On Quora - there was a very interesting thread that people participated in - and the main conclusion was that there isn't going to be a significant shift in the amount of money stored in banks. A number of new accounts are likely to be opened, but it is unlikely that they will be operated with large quantities of cash sitting around in them. The people with piles and piles of money will never go to a bank to store it as that would attract the attention of the tax authorities and the people with small piles of cash don't really like to use bank accounts for the reasons below - so even if they open an account it will just have some nominal amount of money for a few days and then it will be withdrawn once the notes are all exchanged.

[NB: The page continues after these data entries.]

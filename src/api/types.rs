//! Request and response payloads of the HR backend. Field names follow the backend's
//! camelCase JSON; every non-key field tolerates absence so a schema drift on the backend
//! degrades to defaults instead of failing the whole call.

use crate::identity::Role;
use chrono::{DateTime, Utc};
use serde::{Deserialize, Serialize};
use serde_json::Value;
use std::str::FromStr;

#[derive(Debug, Serialize)]
pub struct LoginRequest<'a> {
    pub username: &'a str,
    pub password: &'a str,
}

/// `data` of a successful login; `token` is the bearer credential.
#[derive(Clone, Debug, Deserialize)]
pub struct LoginData {
    #[serde(default)]
    pub status: Option<String>,
    pub token: String,
}

#[derive(Clone, Debug, Serialize, Deserialize, PartialEq)]
#[serde(rename_all = "camelCase")]
pub struct User {
    #[serde(rename = "_id")]
    pub id: String,
    pub username: String,
    #[serde(default, deserialize_with = "crate::identity::lenient_role")]
    pub role: Option<Role>,
    #[serde(default)]
    pub created_at: Option<DateTime<Utc>>,
    #[serde(default)]
    pub updated_at: Option<DateTime<Utc>>,
}

#[derive(Clone, Debug, Serialize)]
pub struct CreateAdmin {
    pub username: String,
    pub password: String,
    pub role: Role,
}

#[derive(Clone, Debug, Serialize)]
pub struct UpdateUser {
    pub username: String,
    pub password: String,
}

#[derive(Clone, Debug, Deserialize)]
pub struct UserList {
    #[serde(default)]
    pub all: Vec<User>,
}

#[derive(Clone, Debug, Deserialize)]
pub struct FoundUser {
    #[serde(rename = "findOne")]
    pub user: User,
}

#[derive(Clone, Debug, Deserialize)]
pub struct CreatedAdmin {
    pub admin: User,
}

#[derive(Clone, Debug, Serialize, Deserialize, PartialEq, Eq)]
pub enum Sex {
    #[serde(rename = "male")]
    Male,
    // The backend enum carries this spelling.
    #[serde(rename = "famale")]
    Female,
}

#[derive(Clone, Copy, Debug, Default, Serialize, Deserialize, PartialEq, Eq)]
#[serde(rename_all = "UPPERCASE")]
pub enum CandidateStatus {
    #[default]
    Pending,
    Reviewing,
    Accepted,
    Rejected,
}

#[derive(Clone, Copy, Debug, Default, Serialize, Deserialize, PartialEq, Eq)]
#[serde(rename_all = "lowercase")]
pub enum EmployeeStatus {
    #[default]
    Working,
    Probation,
    Fired,
}

impl EmployeeStatus {
    #[must_use]
    pub fn as_str(self) -> &'static str {
        match self {
            EmployeeStatus::Working => "working",
            EmployeeStatus::Probation => "probation",
            EmployeeStatus::Fired => "fired",
        }
    }
}

impl FromStr for EmployeeStatus {
    type Err = String;

    fn from_str(value: &str) -> Result<Self, Self::Err> {
        match value.trim().to_lowercase().as_str() {
            "working" => Ok(EmployeeStatus::Working),
            "probation" => Ok(EmployeeStatus::Probation),
            "fired" => Ok(EmployeeStatus::Fired),
            other => Err(format!("invalid employee status: {other}")),
        }
    }
}

#[derive(Clone, Debug, Default, Serialize, Deserialize, PartialEq)]
pub struct JobRequirement {
    #[serde(default)]
    pub position: String,
    #[serde(default)]
    pub salary: f64,
}

#[derive(Clone, Debug, Default, Serialize, Deserialize, PartialEq)]
pub struct Experience {
    #[serde(default)]
    pub position: String,
    #[serde(default)]
    pub company: String,
    #[serde(default)]
    pub salary: String,
    #[serde(default)]
    pub from: Option<String>,
    #[serde(default)]
    pub to: Option<String>,
}

#[derive(Clone, Debug, Default, Serialize, Deserialize, PartialEq)]
pub struct Education {
    #[serde(default)]
    pub name: String,
    #[serde(default)]
    pub speciality: String,
    #[serde(default)]
    pub from: Option<String>,
    #[serde(default)]
    pub to: Option<String>,
}

#[derive(Clone, Debug, Default, Serialize, Deserialize, PartialEq)]
pub struct Course {
    #[serde(default)]
    pub name: String,
    #[serde(default)]
    pub profession: String,
    #[serde(default)]
    pub from: Option<String>,
    #[serde(default)]
    pub to: Option<String>,
}

#[derive(Clone, Debug, Default, Serialize, Deserialize, PartialEq)]
pub struct LangGrade {
    #[serde(default)]
    pub language: String,
    #[serde(default)]
    pub grade: String,
}

/// Personal data shared by candidates and the employees they become.
#[derive(Clone, Debug, Default, Serialize, Deserialize, PartialEq)]
#[serde(rename_all = "camelCase")]
pub struct Profile {
    #[serde(default)]
    pub full_name: String,
    #[serde(default, skip_serializing_if = "Option::is_none")]
    pub sex: Option<Sex>,
    #[serde(default)]
    pub birth_date: Option<String>,
    #[serde(default)]
    pub phone_number: String,
    #[serde(default)]
    pub email: String,
    #[serde(default)]
    pub tg_username: String,
    #[serde(default)]
    pub region: String,
    #[serde(default)]
    pub address: String,
    #[serde(default)]
    pub occupation: String,
    #[serde(default)]
    pub job_requirement: JobRequirement,
    #[serde(default)]
    pub experience: Vec<Experience>,
    #[serde(default)]
    pub education: Vec<Education>,
    #[serde(default)]
    pub course: Vec<Course>,
    #[serde(default)]
    pub lang_grades: Vec<LangGrade>,
    #[serde(default)]
    pub hard_skills: Vec<String>,
    #[serde(default)]
    pub soft_skills: Vec<String>,
    #[serde(default)]
    pub driving_licence: Vec<String>,
    #[serde(default)]
    pub criminal_records: bool,
    #[serde(default)]
    pub extra_info: String,
    #[serde(default, skip_serializing_if = "Option::is_none")]
    pub telegram_id: Option<i64>,
}

#[derive(Clone, Debug, Serialize, Deserialize, PartialEq)]
#[serde(rename_all = "camelCase")]
pub struct Candidate {
    #[serde(rename = "_id")]
    pub id: String,
    #[serde(flatten)]
    pub profile: Profile,
    #[serde(default)]
    pub status: CandidateStatus,
    #[serde(default)]
    pub created_at: Option<DateTime<Utc>>,
    #[serde(default)]
    pub updated_at: Option<DateTime<Utc>>,
}

/// Public intake form submission.
#[derive(Clone, Debug, Serialize)]
#[serde(rename_all = "camelCase")]
pub struct CreateCandidate {
    #[serde(flatten)]
    pub profile: Profile,
    #[serde(skip_serializing_if = "Option::is_none")]
    pub status: Option<CandidateStatus>,
}

#[derive(Clone, Debug, Deserialize)]
pub struct FoundCandidate {
    pub updated: Candidate,
}

#[derive(Clone, Debug, Serialize, Deserialize, PartialEq)]
#[serde(rename_all = "camelCase")]
pub struct Department {
    #[serde(rename = "_id")]
    pub id: String,
    pub name: String,
    #[serde(default, skip_serializing_if = "Option::is_none")]
    pub description: Option<String>,
    #[serde(default, skip_serializing_if = "Option::is_none")]
    pub positions: Option<Vec<Position>>,
    #[serde(default)]
    pub created_at: Option<DateTime<Utc>>,
    #[serde(default)]
    pub updated_at: Option<DateTime<Utc>>,
}

#[derive(Clone, Debug, Serialize)]
pub struct CreateDepartment {
    pub name: String,
    #[serde(skip_serializing_if = "Option::is_none")]
    pub description: Option<String>,
}

/// A position's department is either an id or the populated department.
#[derive(Clone, Debug, Serialize, Deserialize, PartialEq)]
#[serde(untagged)]
pub enum DepartmentRef {
    Id(String),
    Populated(Box<Department>),
}

impl DepartmentRef {
    #[must_use]
    pub fn id(&self) -> &str {
        match self {
            DepartmentRef::Id(id) => id,
            DepartmentRef::Populated(department) => &department.id,
        }
    }

    /// Display name, if populated.
    #[must_use]
    pub fn name(&self) -> Option<&str> {
        match self {
            DepartmentRef::Id(_) => None,
            DepartmentRef::Populated(department) => Some(&department.name),
        }
    }
}

#[derive(Clone, Debug, Serialize, Deserialize, PartialEq)]
#[serde(rename_all = "camelCase")]
pub struct Position {
    #[serde(rename = "_id")]
    pub id: String,
    #[serde(default)]
    pub title: String,
    #[serde(default, skip_serializing_if = "Option::is_none")]
    pub name: Option<String>,
    #[serde(default, skip_serializing_if = "Option::is_none")]
    pub department_id: Option<DepartmentRef>,
    #[serde(default, skip_serializing_if = "Option::is_none")]
    pub description: Option<String>,
    #[serde(default, skip_serializing_if = "Option::is_none")]
    pub requirements: Option<Vec<String>>,
    #[serde(default)]
    pub created_at: Option<DateTime<Utc>>,
    #[serde(default)]
    pub updated_at: Option<DateTime<Utc>>,
}

/// An employee's position is either an id or the populated position.
#[derive(Clone, Debug, Serialize, Deserialize, PartialEq)]
#[serde(untagged)]
pub enum PositionRef {
    Id(String),
    Populated(Box<Position>),
}

impl PositionRef {
    #[must_use]
    pub fn id(&self) -> &str {
        match self {
            PositionRef::Id(id) => id,
            PositionRef::Populated(position) => &position.id,
        }
    }

    /// Display title, if populated.
    #[must_use]
    pub fn title(&self) -> Option<&str> {
        match self {
            PositionRef::Id(_) => None,
            PositionRef::Populated(position) => Some(&position.title),
        }
    }
}

#[derive(Clone, Debug, Serialize)]
#[serde(rename_all = "camelCase")]
pub struct CreatePosition {
    pub title: String,
    pub department_id: String,
    #[serde(skip_serializing_if = "Option::is_none")]
    pub description: Option<String>,
    #[serde(skip_serializing_if = "Option::is_none")]
    pub requirements: Option<Vec<String>>,
}

#[derive(Clone, Debug, Serialize, Deserialize, PartialEq)]
#[serde(rename_all = "camelCase")]
pub struct Employee {
    #[serde(rename = "_id")]
    pub id: String,
    #[serde(flatten)]
    pub profile: Profile,
    #[serde(default)]
    pub department: Option<DepartmentRef>,
    #[serde(default)]
    pub position: Option<PositionRef>,
    #[serde(default)]
    pub salary: f64,
    #[serde(default)]
    pub employee_status: EmployeeStatus,
    #[serde(default)]
    pub hire_date: Option<String>,
    #[serde(default)]
    pub created_at: Option<DateTime<Utc>>,
    #[serde(default)]
    pub updated_at: Option<DateTime<Utc>>,
}

#[derive(Clone, Debug, Serialize)]
#[serde(rename_all = "camelCase")]
pub struct AcceptCandidate {
    pub department: Department,
    pub position: Position,
    pub salary: f64,
    pub employee_status: EmployeeStatus,
}

#[derive(Clone, Debug, Deserialize)]
pub struct Accepted {
    pub accepted: Employee,
}

/// `{ data: [...] }` / `{ data: {...} }` wrapper used by the catalog endpoints.
#[derive(Clone, Debug, Deserialize)]
pub struct Wrapped<T> {
    pub data: T,
}

#[derive(Clone, Debug, Deserialize)]
pub struct Updated<T> {
    pub updated: T,
}

#[derive(Clone, Debug, Deserialize)]
pub struct Removed<T> {
    pub removed: T,
}

#[derive(Clone, Debug, Deserialize)]
pub struct Created<T> {
    pub created: T,
}

#[derive(Clone, Debug, Deserialize)]
pub struct Deleted<T> {
    pub deleted: T,
}

#[derive(Clone, Debug, Deserialize)]
pub struct EmployeeList {
    #[serde(default)]
    pub employees: Vec<Employee>,
}

#[derive(Clone, Debug, Deserialize)]
pub struct FoundEmployee {
    pub employee: Employee,
}

#[derive(Clone, Debug, Deserialize)]
#[serde(rename_all = "camelCase")]
pub struct SalaryHistory {
    #[serde(default)]
    pub salary_history: Vec<Value>,
}

#[derive(Clone, Debug, Deserialize)]
#[serde(rename_all = "camelCase")]
pub struct PositionHistory {
    #[serde(default)]
    pub position_history: Vec<Value>,
}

The real limiters here stem from the fact that most ordinary people in India (who use cash only) don't go to banks because

  1. There are no banks close by. (true for most of India - though this may change as paytm type operations become more common). 
  2. When they go to banks - they feel that banks are biased against them (basically a trust issue - "they treat us like dogs because we are poor/low caste", "they make the account in the husband's name" etc...).
  3. They spend all their time working and don't have time to go to a bank. (this I feel is really true for the so-called "daily wagers" - who only get paid at the end of a long hard day after the banks have closed). 
  4. They are operating at subsistence level and living day to day and do not have any real savings. The money they "save" doesn't even pay for the trip to the bank. 
My personal sense is that the factors limiting the growth of bank deposits in India are unrelated to "black money" and more driven by cultural and economic factors.  India is economically and culturally in the same space that the US or Europe was during the Great Depression. 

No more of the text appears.